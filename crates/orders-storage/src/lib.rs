//! Storage module for the orders service.
//!
//! This module provides the abstraction over the remote key-value store that
//! holds order records and the order index. Backends expose a small set of
//! primitives (conditional set, delete, get, set membership, incremental set
//! scan, batch get) plus atomic execution of a queued transaction.

use async_trait::async_trait;
use orders_types::{ConfigSchema, ImplementationRegistry};
use thiserror::Error;

/// Re-export implementations
pub mod implementations {
	pub mod memory;
	pub mod redis;
}

/// Errors that can occur while talking to a store backend.
#[derive(Debug, Error)]
pub enum StoreError {
	/// The backend could not be reached or the connection dropped.
	#[error("Connection error: {0}")]
	Connection(String),
	/// The backend rejected a command.
	#[error("Command error: {0}")]
	Command(String),
	/// The backend answered with a reply of an unexpected shape.
	#[error("Protocol error: {0}")]
	Protocol(String),
	/// Error that occurs during configuration validation.
	#[error("Configuration error: {0}")]
	Configuration(String),
}

/// Condition attached to a SET.
#[derive(Debug, Clone, Copy, PartialEq, Eq)]
pub enum SetCondition {
	/// Unconditional write.
	Always,
	/// Only write if the key does not exist (NX).
	IfAbsent,
	/// Only write if the key already exists (XX).
	IfExists,
}

/// A write command that can be queued in a [`Transaction`].
#[derive(Debug, Clone, PartialEq, Eq)]
pub enum Command {
	Set {
		key: String,
		value: Vec<u8>,
		condition: SetCondition,
	},
	Del {
		key: String,
	},
	SAdd {
		set: String,
		member: String,
	},
	SRem {
		set: String,
		member: String,
	},
}

/// A queued sequence of commands applied atomically by [`StoreInterface::exec`].
///
/// Keys listed with [`Transaction::require_exists`] are checked atomically
/// with the commit: if any of them is missing, nothing is applied.
#[derive(Debug, Clone, Default, PartialEq, Eq)]
pub struct Transaction {
	required: Vec<String>,
	commands: Vec<Command>,
}

impl Transaction {
	pub fn new() -> Self {
		Self::default()
	}

	pub fn require_exists(&mut self, key: impl Into<String>) {
		self.required.push(key.into());
	}

	pub fn push(&mut self, command: Command) {
		self.commands.push(command);
	}

	/// Keys that must exist for the transaction to apply.
	pub fn required(&self) -> &[String] {
		&self.required
	}

	pub fn commands(&self) -> &[Command] {
		&self.commands
	}

	pub fn is_empty(&self) -> bool {
		self.commands.is_empty()
	}
}

/// Result of executing a [`Transaction`].
#[derive(Debug, Clone, PartialEq, Eq)]
pub enum TransactionOutcome {
	/// All commands were applied. One flag per command, in queue order:
	/// whether a SET was applied, whether a DEL found its key, whether a
	/// SADD/SREM changed the set.
	Committed(Vec<bool>),
	/// A required key was missing, so nothing was applied.
	Discarded { key: String },
	/// The store aborted the commit because a watched key changed.
	Aborted,
}

/// One batch of an incremental set scan.
#[derive(Debug, Clone, Default, PartialEq, Eq)]
pub struct ScanPage {
	/// Position to resume from. 0 means the scan is complete.
	pub cursor: u64,
	pub members: Vec<String>,
}

/// Trait defining the low-level interface for store backends.
///
/// Every method is a single round trip to the store. Implementations must
/// be safe to share between tasks; consistency between callers comes from
/// [`StoreInterface::exec`], not from locking in the caller.
#[async_trait]
pub trait StoreInterface: Send + Sync {
	/// Returns the value stored at `key`, or `None` if the key is absent.
	async fn get(&self, key: &str) -> Result<Option<Vec<u8>>, StoreError>;

	/// Writes `value` at `key` subject to `condition`.
	/// Returns whether the write was applied.
	async fn set(
		&self,
		key: &str,
		value: Vec<u8>,
		condition: SetCondition,
	) -> Result<bool, StoreError>;

	/// Deletes `key`. Returns whether the key existed.
	async fn del(&self, key: &str) -> Result<bool, StoreError>;

	async fn exists(&self, key: &str) -> Result<bool, StoreError>;

	/// Adds `member` to `set`. Returns whether it was newly added.
	async fn sadd(&self, set: &str, member: &str) -> Result<bool, StoreError>;

	/// Removes `member` from `set`. Returns whether it was present.
	async fn srem(&self, set: &str, member: &str) -> Result<bool, StoreError>;

	async fn sismember(&self, set: &str, member: &str) -> Result<bool, StoreError>;

	/// Returns up to roughly `count` members of `set` matching `pattern`,
	/// resuming from `cursor`. Coverage is complete across repeated calls but
	/// members added or removed during a scan may or may not be returned.
	async fn sscan(
		&self,
		set: &str,
		cursor: u64,
		pattern: &str,
		count: u64,
	) -> Result<ScanPage, StoreError>;

	/// Fetches all `keys` in one round trip. One slot per key, in input order.
	async fn mget(&self, keys: &[String]) -> Result<Vec<Option<Vec<u8>>>, StoreError>;

	/// Applies a queued transaction atomically.
	async fn exec(&self, transaction: Transaction) -> Result<TransactionOutcome, StoreError>;

	/// Checks that the store is reachable.
	async fn ping(&self) -> Result<(), StoreError>;

	/// Returns the configuration schema for validation.
	fn config_schema(&self) -> Box<dyn ConfigSchema>;
}

/// Type alias for store factory functions.
pub type StoreFactory = fn(&toml::Value) -> Result<Box<dyn StoreInterface>, StoreError>;

/// Registry trait for store implementations.
pub trait StoreRegistry: ImplementationRegistry<Factory = StoreFactory> {}

/// Get all registered store implementations as (name, factory) pairs.
pub fn get_all_implementations() -> Vec<(&'static str, StoreFactory)> {
	use implementations::{memory, redis};

	vec![
		(memory::Registry::NAME, memory::Registry::factory()),
		(redis::Registry::NAME, redis::Registry::factory()),
	]
}

/// Shared handle to a store backend.
///
/// The service owns the backend for the life of the process and hands out
/// scoped transactions through [`StoreService::transaction`].
pub struct StoreService {
	/// The underlying store backend implementation.
	backend: Box<dyn StoreInterface>,
}

impl StoreService {
	/// Creates a new StoreService with the specified backend.
	pub fn new(backend: Box<dyn StoreInterface>) -> Self {
		Self { backend }
	}

	/// Begins a transaction. Commands are queued locally until
	/// [`PendingTransaction::commit`]; dropping the handle discards them.
	pub fn transaction(&self) -> PendingTransaction<'_> {
		PendingTransaction {
			backend: self.backend.as_ref(),
			transaction: Transaction::new(),
			finished: false,
		}
	}

	pub async fn get(&self, key: &str) -> Result<Option<Vec<u8>>, StoreError> {
		self.backend.get(key).await
	}

	pub async fn set(
		&self,
		key: &str,
		value: Vec<u8>,
		condition: SetCondition,
	) -> Result<bool, StoreError> {
		self.backend.set(key, value, condition).await
	}

	pub async fn exists(&self, key: &str) -> Result<bool, StoreError> {
		self.backend.exists(key).await
	}

	pub async fn sismember(&self, set: &str, member: &str) -> Result<bool, StoreError> {
		self.backend.sismember(set, member).await
	}

	pub async fn sscan(
		&self,
		set: &str,
		cursor: u64,
		pattern: &str,
		count: u64,
	) -> Result<ScanPage, StoreError> {
		self.backend.sscan(set, cursor, pattern, count).await
	}

	pub async fn mget(&self, keys: &[String]) -> Result<Vec<Option<Vec<u8>>>, StoreError> {
		self.backend.mget(keys).await
	}

	pub async fn ping(&self) -> Result<(), StoreError> {
		self.backend.ping().await
	}
}

/// A transaction being assembled against a store.
///
/// Consumed by [`commit`](Self::commit) or [`discard`](Self::discard).
/// If neither happens, for example because an error was returned early or
/// the future was cancelled, the queued commands are dropped unapplied.
pub struct PendingTransaction<'a> {
	backend: &'a dyn StoreInterface,
	transaction: Transaction,
	finished: bool,
}

impl PendingTransaction<'_> {
	/// Makes the commit conditional on `key` existing at commit time.
	pub fn require_exists(&mut self, key: impl Into<String>) -> &mut Self {
		self.transaction.require_exists(key);
		self
	}

	pub fn set(
		&mut self,
		key: impl Into<String>,
		value: Vec<u8>,
		condition: SetCondition,
	) -> &mut Self {
		self.transaction.push(Command::Set {
			key: key.into(),
			value,
			condition,
		});
		self
	}

	pub fn del(&mut self, key: impl Into<String>) -> &mut Self {
		self.transaction.push(Command::Del { key: key.into() });
		self
	}

	pub fn sadd(&mut self, set: impl Into<String>, member: impl Into<String>) -> &mut Self {
		self.transaction.push(Command::SAdd {
			set: set.into(),
			member: member.into(),
		});
		self
	}

	pub fn srem(&mut self, set: impl Into<String>, member: impl Into<String>) -> &mut Self {
		self.transaction.push(Command::SRem {
			set: set.into(),
			member: member.into(),
		});
		self
	}

	/// Number of queued commands.
	pub fn len(&self) -> usize {
		self.transaction.commands().len()
	}

	pub fn is_empty(&self) -> bool {
		self.transaction.is_empty()
	}

	/// Sends the queued commands to the store for atomic execution.
	pub async fn commit(mut self) -> Result<TransactionOutcome, StoreError> {
		self.finished = true;
		let transaction = std::mem::take(&mut self.transaction);
		self.backend.exec(transaction).await
	}

	/// Drops the queued commands without sending anything to the store.
	pub fn discard(mut self) {
		self.finished = true;
		tracing::debug!(queued = self.len(), "Discarded transaction");
	}
}

impl Drop for PendingTransaction<'_> {
	fn drop(&mut self) {
		if !self.finished && !self.transaction.is_empty() {
			tracing::debug!(
				queued = self.transaction.commands().len(),
				"Uncommitted transaction dropped, discarding queued commands"
			);
		}
	}
}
┄┄┄┄┄┄
Task to complete: Pull every line holding "memory" out of the records.

Solved problem:
	pub mod memory;
	use implementations::{memory, redis};
		(memory::Registry::NAME, memory::Registry::factory()),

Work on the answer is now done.